Take the lines below beginning at the line that has "native error codes." and stopping after the line that has "is already a", and print them exactly as they are, with no other lines.

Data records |
---------------

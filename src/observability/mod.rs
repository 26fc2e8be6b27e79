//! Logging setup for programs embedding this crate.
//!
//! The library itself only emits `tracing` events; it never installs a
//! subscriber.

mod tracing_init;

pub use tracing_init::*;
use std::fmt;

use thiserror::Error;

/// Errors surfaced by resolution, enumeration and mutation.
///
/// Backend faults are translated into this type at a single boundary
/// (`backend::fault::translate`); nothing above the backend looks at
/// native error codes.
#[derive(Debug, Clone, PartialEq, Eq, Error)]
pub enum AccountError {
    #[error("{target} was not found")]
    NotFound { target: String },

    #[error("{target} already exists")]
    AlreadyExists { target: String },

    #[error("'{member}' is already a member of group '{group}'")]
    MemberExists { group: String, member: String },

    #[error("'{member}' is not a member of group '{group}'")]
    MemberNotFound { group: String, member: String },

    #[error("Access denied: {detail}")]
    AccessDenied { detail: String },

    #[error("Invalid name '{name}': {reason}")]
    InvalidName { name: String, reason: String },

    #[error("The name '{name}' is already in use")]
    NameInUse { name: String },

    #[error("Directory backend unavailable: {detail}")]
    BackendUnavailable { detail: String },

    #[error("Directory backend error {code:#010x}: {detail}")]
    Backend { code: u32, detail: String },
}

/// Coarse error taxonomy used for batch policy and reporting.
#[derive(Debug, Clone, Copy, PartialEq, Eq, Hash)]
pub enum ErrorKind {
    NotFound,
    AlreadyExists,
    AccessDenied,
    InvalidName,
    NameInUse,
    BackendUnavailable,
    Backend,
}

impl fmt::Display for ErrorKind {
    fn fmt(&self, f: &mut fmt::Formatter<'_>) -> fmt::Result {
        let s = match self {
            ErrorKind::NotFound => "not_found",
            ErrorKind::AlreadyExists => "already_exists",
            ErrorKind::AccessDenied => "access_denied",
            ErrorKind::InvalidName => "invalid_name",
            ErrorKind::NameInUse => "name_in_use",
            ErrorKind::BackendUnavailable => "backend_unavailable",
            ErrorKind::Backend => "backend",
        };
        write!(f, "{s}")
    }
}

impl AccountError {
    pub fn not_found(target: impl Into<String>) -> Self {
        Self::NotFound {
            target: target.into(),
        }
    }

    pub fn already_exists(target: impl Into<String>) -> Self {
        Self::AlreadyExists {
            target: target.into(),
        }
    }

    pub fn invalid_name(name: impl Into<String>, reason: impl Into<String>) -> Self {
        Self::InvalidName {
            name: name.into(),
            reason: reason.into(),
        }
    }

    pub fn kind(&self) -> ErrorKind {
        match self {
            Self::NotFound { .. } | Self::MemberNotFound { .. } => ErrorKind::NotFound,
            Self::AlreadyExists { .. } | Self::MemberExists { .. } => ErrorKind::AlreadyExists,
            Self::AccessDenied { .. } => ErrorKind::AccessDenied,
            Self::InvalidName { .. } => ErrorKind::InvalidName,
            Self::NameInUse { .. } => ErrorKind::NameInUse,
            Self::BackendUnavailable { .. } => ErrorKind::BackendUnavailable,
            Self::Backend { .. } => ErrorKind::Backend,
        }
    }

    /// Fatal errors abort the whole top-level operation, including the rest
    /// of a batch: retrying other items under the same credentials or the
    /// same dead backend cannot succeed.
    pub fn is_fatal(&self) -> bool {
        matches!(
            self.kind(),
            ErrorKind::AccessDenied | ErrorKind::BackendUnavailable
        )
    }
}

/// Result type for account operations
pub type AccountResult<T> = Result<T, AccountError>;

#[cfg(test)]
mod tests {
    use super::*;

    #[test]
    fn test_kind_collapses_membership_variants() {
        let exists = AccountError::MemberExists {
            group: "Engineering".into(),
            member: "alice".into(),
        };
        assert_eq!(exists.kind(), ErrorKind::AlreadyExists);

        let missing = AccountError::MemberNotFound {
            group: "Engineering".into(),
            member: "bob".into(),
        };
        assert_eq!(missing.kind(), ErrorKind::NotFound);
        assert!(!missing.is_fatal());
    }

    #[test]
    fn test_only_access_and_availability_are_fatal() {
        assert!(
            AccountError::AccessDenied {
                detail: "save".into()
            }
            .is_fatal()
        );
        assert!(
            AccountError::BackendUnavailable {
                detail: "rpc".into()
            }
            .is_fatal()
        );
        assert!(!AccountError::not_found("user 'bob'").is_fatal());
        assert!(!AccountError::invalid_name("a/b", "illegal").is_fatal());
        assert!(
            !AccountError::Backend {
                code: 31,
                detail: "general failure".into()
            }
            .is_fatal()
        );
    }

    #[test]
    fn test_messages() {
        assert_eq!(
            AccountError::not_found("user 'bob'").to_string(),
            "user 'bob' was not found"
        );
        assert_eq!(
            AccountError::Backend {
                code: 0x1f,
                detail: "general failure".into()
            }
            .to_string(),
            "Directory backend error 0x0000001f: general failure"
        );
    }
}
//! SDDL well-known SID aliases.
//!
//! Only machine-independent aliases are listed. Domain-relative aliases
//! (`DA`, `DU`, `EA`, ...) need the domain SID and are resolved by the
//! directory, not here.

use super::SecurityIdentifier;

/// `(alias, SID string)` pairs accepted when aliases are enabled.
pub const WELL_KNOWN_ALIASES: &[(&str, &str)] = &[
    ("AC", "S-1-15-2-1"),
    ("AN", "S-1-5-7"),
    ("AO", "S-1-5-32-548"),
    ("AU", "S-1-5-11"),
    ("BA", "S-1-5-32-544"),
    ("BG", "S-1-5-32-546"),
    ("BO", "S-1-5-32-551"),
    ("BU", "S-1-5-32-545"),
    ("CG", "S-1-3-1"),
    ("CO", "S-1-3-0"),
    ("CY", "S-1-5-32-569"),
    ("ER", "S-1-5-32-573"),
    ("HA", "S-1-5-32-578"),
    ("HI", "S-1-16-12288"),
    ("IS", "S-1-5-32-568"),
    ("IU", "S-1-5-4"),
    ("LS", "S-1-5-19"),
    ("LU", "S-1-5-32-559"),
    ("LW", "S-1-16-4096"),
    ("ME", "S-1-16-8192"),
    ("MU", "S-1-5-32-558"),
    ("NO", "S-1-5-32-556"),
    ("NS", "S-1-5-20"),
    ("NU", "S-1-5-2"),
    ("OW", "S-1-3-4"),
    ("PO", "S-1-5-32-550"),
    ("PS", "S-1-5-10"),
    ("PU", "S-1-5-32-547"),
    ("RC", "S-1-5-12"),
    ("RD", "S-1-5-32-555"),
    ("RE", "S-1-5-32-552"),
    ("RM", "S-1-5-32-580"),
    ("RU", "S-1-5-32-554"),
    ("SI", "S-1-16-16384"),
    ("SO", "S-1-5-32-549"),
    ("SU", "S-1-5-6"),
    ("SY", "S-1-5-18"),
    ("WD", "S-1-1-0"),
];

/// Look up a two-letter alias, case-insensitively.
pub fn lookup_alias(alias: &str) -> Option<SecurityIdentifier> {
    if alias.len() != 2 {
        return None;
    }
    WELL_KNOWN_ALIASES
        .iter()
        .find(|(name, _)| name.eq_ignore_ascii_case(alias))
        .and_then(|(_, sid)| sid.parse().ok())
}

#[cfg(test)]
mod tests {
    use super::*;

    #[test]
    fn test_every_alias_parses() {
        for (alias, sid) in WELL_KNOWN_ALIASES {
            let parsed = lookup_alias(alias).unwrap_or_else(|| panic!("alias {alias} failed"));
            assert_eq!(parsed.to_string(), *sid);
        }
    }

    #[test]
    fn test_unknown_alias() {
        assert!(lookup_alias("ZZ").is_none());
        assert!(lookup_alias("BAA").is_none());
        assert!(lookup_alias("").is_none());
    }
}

---------------

ANSWER BOX |
/// native error codes.
#[derive(Debug, Clone, PartialEq, Eq, Error)]
pub enum AccountError {
    #[error("{target} was not found")]
    NotFound { target: String },

    #[error("{target} already exists")]
    AlreadyExists { target: String },

    #[error("'{member}' is already a member of group '{group}'")]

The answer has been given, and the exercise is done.